### WORK TO BE COMPLETED:
Your answer should be every line below that includes the word "SetMute".

### DATASET EXTRACT:
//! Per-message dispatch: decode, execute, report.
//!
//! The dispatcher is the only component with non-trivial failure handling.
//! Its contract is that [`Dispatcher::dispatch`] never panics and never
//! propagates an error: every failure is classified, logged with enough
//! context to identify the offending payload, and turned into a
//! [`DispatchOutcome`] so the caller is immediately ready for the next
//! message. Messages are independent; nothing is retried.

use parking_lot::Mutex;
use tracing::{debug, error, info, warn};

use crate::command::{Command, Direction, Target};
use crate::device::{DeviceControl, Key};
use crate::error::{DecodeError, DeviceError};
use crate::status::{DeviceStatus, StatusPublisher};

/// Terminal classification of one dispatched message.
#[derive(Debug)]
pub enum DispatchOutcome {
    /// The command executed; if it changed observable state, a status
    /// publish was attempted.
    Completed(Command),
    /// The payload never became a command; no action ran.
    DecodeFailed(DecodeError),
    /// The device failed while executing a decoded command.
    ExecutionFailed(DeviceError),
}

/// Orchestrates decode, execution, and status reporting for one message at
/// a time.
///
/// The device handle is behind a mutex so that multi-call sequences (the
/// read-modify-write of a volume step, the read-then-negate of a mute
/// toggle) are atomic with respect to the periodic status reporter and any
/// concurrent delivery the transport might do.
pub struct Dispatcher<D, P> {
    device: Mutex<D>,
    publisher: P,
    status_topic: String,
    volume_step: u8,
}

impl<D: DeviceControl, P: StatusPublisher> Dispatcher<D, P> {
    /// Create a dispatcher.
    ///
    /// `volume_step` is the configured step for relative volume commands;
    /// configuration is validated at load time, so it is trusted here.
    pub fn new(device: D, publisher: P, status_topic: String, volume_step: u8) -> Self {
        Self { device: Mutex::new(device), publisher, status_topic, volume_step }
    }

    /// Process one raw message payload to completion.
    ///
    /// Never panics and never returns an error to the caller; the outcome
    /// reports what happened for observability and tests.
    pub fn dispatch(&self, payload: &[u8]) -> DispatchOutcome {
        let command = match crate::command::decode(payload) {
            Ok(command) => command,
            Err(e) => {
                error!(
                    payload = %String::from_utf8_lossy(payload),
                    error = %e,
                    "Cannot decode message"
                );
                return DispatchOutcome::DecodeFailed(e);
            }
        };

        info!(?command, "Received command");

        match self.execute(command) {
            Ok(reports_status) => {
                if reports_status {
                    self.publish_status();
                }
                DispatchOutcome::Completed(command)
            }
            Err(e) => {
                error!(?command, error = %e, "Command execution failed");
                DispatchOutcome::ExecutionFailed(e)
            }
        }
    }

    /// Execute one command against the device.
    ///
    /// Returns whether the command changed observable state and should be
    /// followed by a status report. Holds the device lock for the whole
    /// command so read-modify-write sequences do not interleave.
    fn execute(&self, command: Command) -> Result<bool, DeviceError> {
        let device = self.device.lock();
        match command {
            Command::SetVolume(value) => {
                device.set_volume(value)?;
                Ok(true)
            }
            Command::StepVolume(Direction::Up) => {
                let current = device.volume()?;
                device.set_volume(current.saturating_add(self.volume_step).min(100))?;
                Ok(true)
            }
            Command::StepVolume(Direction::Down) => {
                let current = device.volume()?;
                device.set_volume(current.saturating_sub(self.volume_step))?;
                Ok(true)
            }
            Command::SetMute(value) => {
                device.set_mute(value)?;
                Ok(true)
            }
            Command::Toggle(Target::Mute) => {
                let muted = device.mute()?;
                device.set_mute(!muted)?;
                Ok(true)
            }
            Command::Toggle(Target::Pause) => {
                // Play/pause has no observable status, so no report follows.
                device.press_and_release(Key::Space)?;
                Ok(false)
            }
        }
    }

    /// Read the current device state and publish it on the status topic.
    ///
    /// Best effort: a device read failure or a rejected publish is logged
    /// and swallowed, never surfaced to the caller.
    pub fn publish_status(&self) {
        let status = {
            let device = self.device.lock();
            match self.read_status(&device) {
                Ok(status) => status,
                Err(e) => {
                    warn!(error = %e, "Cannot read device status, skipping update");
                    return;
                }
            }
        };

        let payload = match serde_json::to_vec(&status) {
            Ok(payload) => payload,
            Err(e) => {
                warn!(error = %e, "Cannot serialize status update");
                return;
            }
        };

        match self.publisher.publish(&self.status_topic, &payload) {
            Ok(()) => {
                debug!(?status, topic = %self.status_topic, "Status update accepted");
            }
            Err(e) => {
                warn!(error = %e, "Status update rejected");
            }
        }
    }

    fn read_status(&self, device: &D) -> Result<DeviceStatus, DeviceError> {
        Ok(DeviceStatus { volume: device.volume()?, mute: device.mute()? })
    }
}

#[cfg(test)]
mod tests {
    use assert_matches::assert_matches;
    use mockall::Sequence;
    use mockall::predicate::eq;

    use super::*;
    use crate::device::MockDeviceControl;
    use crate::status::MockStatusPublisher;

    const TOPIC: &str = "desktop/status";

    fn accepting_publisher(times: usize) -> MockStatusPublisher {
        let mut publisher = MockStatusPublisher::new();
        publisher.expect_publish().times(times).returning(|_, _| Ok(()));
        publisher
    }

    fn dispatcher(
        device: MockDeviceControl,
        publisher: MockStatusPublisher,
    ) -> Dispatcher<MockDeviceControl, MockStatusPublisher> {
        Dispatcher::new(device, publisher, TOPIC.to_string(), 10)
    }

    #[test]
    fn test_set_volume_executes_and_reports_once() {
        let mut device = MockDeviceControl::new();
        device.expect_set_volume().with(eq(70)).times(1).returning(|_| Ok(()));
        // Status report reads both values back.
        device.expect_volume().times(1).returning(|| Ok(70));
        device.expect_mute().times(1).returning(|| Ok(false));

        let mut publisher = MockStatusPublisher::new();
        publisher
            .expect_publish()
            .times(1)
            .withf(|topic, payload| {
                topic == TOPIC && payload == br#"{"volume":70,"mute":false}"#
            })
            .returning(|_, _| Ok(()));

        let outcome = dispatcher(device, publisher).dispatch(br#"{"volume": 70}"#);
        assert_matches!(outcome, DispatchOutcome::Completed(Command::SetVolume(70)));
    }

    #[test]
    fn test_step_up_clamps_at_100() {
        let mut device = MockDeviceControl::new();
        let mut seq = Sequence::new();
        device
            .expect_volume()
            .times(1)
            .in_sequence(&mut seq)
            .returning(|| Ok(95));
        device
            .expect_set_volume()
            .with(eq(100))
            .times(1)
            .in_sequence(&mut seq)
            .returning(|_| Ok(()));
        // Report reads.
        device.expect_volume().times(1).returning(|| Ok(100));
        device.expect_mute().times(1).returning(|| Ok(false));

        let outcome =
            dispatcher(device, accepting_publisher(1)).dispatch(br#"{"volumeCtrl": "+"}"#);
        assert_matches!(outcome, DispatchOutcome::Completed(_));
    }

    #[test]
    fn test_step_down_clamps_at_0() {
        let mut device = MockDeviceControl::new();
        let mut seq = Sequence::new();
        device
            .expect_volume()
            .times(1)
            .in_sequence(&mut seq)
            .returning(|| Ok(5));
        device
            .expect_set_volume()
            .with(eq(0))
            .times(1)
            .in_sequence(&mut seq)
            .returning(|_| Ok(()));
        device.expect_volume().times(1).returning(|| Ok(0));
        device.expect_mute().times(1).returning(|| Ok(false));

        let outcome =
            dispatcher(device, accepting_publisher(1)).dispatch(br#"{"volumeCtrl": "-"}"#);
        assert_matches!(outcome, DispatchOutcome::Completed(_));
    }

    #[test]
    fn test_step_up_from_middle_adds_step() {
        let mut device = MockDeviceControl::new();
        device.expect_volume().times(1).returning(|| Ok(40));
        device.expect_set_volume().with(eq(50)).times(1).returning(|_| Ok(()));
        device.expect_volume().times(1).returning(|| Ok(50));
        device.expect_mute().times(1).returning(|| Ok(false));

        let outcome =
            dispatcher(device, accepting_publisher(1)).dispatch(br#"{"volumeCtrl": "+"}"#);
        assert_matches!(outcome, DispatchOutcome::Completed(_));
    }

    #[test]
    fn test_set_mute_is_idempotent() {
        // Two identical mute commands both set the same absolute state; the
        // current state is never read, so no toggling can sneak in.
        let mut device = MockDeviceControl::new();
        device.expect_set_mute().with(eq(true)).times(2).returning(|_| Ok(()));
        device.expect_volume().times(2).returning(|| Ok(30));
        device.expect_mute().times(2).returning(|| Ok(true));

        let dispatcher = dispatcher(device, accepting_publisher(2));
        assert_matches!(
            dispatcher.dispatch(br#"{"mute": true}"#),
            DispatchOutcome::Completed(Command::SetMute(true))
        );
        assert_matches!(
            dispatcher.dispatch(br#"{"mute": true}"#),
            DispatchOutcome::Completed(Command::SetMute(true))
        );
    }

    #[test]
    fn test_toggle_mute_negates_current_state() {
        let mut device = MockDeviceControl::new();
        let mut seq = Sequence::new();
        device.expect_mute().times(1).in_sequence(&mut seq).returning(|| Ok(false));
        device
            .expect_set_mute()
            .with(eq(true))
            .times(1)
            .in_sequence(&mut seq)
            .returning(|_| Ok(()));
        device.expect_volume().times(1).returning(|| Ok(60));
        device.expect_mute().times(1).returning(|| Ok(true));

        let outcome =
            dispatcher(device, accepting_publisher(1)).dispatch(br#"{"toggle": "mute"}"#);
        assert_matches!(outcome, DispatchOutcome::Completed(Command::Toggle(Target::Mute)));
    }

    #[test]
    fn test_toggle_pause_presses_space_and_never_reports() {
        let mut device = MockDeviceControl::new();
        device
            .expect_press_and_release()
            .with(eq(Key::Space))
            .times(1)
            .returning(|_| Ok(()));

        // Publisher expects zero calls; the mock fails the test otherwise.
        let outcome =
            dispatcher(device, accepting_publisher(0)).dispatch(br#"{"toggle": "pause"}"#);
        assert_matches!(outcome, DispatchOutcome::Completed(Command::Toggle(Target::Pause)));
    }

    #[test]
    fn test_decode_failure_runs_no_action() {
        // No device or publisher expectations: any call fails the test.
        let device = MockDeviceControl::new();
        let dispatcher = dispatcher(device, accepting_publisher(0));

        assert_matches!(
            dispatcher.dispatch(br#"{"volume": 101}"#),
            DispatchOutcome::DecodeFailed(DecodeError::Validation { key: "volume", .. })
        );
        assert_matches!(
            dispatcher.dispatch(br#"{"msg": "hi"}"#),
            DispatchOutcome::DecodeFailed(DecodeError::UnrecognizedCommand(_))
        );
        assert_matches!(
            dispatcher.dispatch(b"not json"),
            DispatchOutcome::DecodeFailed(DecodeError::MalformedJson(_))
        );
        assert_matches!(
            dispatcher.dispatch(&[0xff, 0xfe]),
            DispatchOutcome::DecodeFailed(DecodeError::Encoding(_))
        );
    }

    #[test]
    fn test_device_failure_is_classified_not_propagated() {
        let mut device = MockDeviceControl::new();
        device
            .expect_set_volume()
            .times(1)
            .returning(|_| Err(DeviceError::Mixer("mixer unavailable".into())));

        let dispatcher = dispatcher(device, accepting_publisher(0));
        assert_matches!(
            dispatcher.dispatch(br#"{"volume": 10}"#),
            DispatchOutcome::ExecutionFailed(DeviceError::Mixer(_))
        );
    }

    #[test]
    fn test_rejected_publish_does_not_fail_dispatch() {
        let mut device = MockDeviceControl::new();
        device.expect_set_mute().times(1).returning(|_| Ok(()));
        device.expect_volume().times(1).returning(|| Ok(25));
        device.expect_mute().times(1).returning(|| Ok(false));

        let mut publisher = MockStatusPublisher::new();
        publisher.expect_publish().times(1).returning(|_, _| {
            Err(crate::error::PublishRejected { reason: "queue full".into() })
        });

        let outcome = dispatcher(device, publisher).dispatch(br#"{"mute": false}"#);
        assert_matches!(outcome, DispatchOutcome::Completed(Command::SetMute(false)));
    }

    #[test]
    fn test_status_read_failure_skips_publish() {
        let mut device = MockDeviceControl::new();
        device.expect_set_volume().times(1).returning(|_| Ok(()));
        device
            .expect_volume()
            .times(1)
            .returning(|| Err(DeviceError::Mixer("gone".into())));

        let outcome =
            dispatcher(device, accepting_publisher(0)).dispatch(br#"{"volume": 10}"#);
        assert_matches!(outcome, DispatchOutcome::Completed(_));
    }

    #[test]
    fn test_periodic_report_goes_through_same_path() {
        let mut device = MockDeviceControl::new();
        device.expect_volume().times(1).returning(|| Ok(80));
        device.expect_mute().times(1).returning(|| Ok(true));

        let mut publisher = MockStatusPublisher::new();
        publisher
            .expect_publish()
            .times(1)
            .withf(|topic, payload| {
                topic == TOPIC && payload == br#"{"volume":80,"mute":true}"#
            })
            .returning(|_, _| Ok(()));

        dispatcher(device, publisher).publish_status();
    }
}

### TASK RESPONSE:
            Command::SetMute(value) => {
            DispatchOutcome::Completed(Command::SetMute(true))
            DispatchOutcome::Completed(Command::SetMute(true))
        assert_matches!(outcome, DispatchOutcome::Completed(Command::SetMute(false)));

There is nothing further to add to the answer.